Виктор вытер рот салфеткой, отставил в сторону тарелку и с трудом поднялся. Только сейчас он почувствовал, как смертельно устал. Перед его глазами всплыл образ одинокого сморщенного венка на обочине пустой дороги, раскачиваемого осенним ветром. Подойдя к сидящей Марине, он прижал её голову к себе обеими руками, и замер…
И тут что-то произошло у него внутри… Он почувствовал это каждой своей клеточкой, вибрирующей от незнакомого напряжения. Его внутренний взгляд как бы слился с мыслями этой красивой одинокой женщиной воедино, и все его тревоги сейчас были её тревогами. А её боль недавней утраты, медленно переливалась в него тёмной густой струёй.
Витька зажмурил глаза.
И снова почувствовал.… Почувствовал её бесконечное одиночество.… Эту страшную пустоту, ворвавшуюся вместе с бедой, в её добрый и счастливый мир, где живут маленькие ёжики, и где простой картофель превращается в сказочный кораблик… Он мысленно прикоснулся губами к её горьким бессонницам в пустой постели, и остро ощутил их медный мертвящий привкус…
— Это депрессия, милый… — горестно прошептала она, подняв голову. — Гони её… Она пожирает меня, и подбирается к тебе. Но мне почему-то кажется, что ты сильнее её…
Чёрное покрывало накинуто на мозг. Остро ощущается конечность жизни, её бесполезность и унылость. Страха смерти нет, есть страх чего-то большего. Всё тело в липком поту. Тремор не оставляет ни на минуту. Глядя в зеркало, не узнаёшь лица.
Когда трогаешь его руками — не ощущаешь. Страшно даже на миг закрыть глаза.
Очень страшно резко оглянуться. Слабость во всём теле. Конечности влажные и холодные. Кажется, что не проснуться — счастье. Но когда пытаешься заснуть, тело размазывается как глина по скользкому пространству. Удерживать его в рамках привычных ощущений тщетно. Понимаешь ужас небытия.
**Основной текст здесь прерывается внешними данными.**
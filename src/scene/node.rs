//! Scene nodes and their local transforms.

use super::{CameraId, LightId, MeshId, NodeId, SkinId};
use crate::utils::IDENTITY_MATRIX;

/// Local transform of a node, either decomposed or as a column-major matrix.
#[derive(Debug, Clone, PartialEq)]
pub enum NodeTransform {
    /// Translation, rotation quaternion `[x, y, z, w]`, scale.
    Trs {
        translation: [f32; 3],
        rotation: [f32; 4],
        scale: [f32; 3],
    },
    /// Column-major 4x4 matrix.
    Matrix([f32; 16]),
}

impl NodeTransform {
    /// Identity in decomposed form.
    #[must_use]
    pub fn identity() -> Self {
        Self::Trs {
            translation: [0.0; 3],
            rotation: [0.0, 0.0, 0.0, 1.0],
            scale: [1.0; 3],
        }
    }

    /// The transform as a column-major matrix.
    #[must_use]
    pub fn to_matrix(&self) -> [f32; 16] {
        match self {
            Self::Matrix(m) => *m,
            Self::Trs {
                translation,
                rotation,
                scale,
            } => glam::Mat4::from_scale_rotation_translation(
                glam::Vec3::from_array(*scale),
                glam::Quat::from_array(*rotation),
                glam::Vec3::from_array(*translation),
            )
            .to_cols_array(),
        }
    }

    /// The transform decomposed into translation, rotation, scale.
    #[must_use]
    pub fn to_trs(&self) -> ([f32; 3], [f32; 4], [f32; 3]) {
        match self {
            Self::Trs {
                translation,
                rotation,
                scale,
            } => (*translation, *rotation, *scale),
            Self::Matrix(m) => {
                let (scale, rotation, translation) =
                    glam::Mat4::from_cols_array(m).to_scale_rotation_translation();
                (
                    translation.to_array(),
                    rotation.to_array(),
                    scale.to_array(),
                )
            }
        }
    }

    /// Whether the transform is exactly the identity.
    #[must_use]
    pub fn is_identity(&self) -> bool {
        match self {
            Self::Matrix(m) => *m == IDENTITY_MATRIX,
            Self::Trs {
                translation,
                rotation,
                scale,
            } => {
                *translation == [0.0; 3]
                    && *rotation == [0.0, 0.0, 0.0, 1.0]
                    && *scale == [1.0; 3]
            }
        }
    }
}

impl Default for NodeTransform {
    fn default() -> Self {
        Self::identity()
    }
}

/// Per-instance tables for GPU-instanced meshes.
#[derive(Debug, Clone, Default)]
pub struct MeshInstances {
    /// One column-major matrix per instance.
    pub matrices: Vec<[f32; 16]>,
    /// Optional per-instance RGB color.
    pub colors: Option<Vec<[f32; 3]>>,
}

impl MeshInstances {
    #[must_use]
    pub fn count(&self) -> usize {
        self.matrices.len()
    }
}

/// A scene-graph node.
#[derive(Debug, Clone, Default)]
pub struct Node {
    pub name: String,
    pub transform: NodeTransform,
    /// Invisible nodes (and their subtrees) are skipped under `only_visible`.
    pub visible: bool,
    pub mesh: Option<MeshId>,
    pub camera: Option<CameraId>,
    pub light: Option<LightId>,
    pub skin: Option<SkinId>,
    /// Bind matrix of a skinned mesh, column-major. Identity when absent.
    pub bind_matrix: Option<[f32; 16]>,
    /// Present when the node's mesh is drawn instanced.
    pub instances: Option<MeshInstances>,
    pub children: Vec<NodeId>,
    /// Open metadata map, serialized into `extras` (and, under
    /// `include_custom_extensions`, its `gltfExtensions` key into
    /// `extensions`).
    pub user_data: serde_json::Map<String, serde_json::Value>,
}

impl Node {
    #[must_use]
    pub fn new(name: impl Into<String>) -> Self {
        Self {
            name: name.into(),
            visible: true,
            ..Self::default()
        }
    }

    #[must_use]
    pub fn with_mesh(name: impl Into<String>, mesh: MeshId) -> Self {
        Self {
            mesh: Some(mesh),
            ..Self::new(name)
        }
    }
}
Предчувствуешь, что полного твоего уничтожения не произойдёт никогда.
Вспоминается ад. Но там нет ни чертей, ни костров. Там только ты. Совершенно один. Без тела и без души. Только ты. Навсегда.
Хочется увидеть всех близких. Почувствовать хоть на миг тепло, исходящее от них.
Но этого не дано. С ужасом понимаешь все промахи и ошибки ушедшей жизни. Сознание пронзает непередающееся предчувствие будничности собственной смерти. Наконец признаёшься себе, что всю жизнь ты был исполнен собственной исключительностью. Но пришёл твой час, а рядом нет никого. И умираешь ты без примирения с теми, с кем жил.
Ты понимаешь, что это последнее ощущения вины перед другими теперь подарены теперь навечно. Это необратимо. Это теперь твой ад, твои муки. Запоздалое раскаяние вызывает ещё больший страх, и ты чувствуешь, что унесёшь его в запределье как последнее и самое ужасное наказание.
Последним умрёт сознание и слух. Теперь с тобой будут только темнота и твой страх.
И в последнюю секунду ты страстно пожелаешь миру живых не своей участи. Только не это, к чему ты как бы и готовился всю жизнь, но готовым так и не оказался.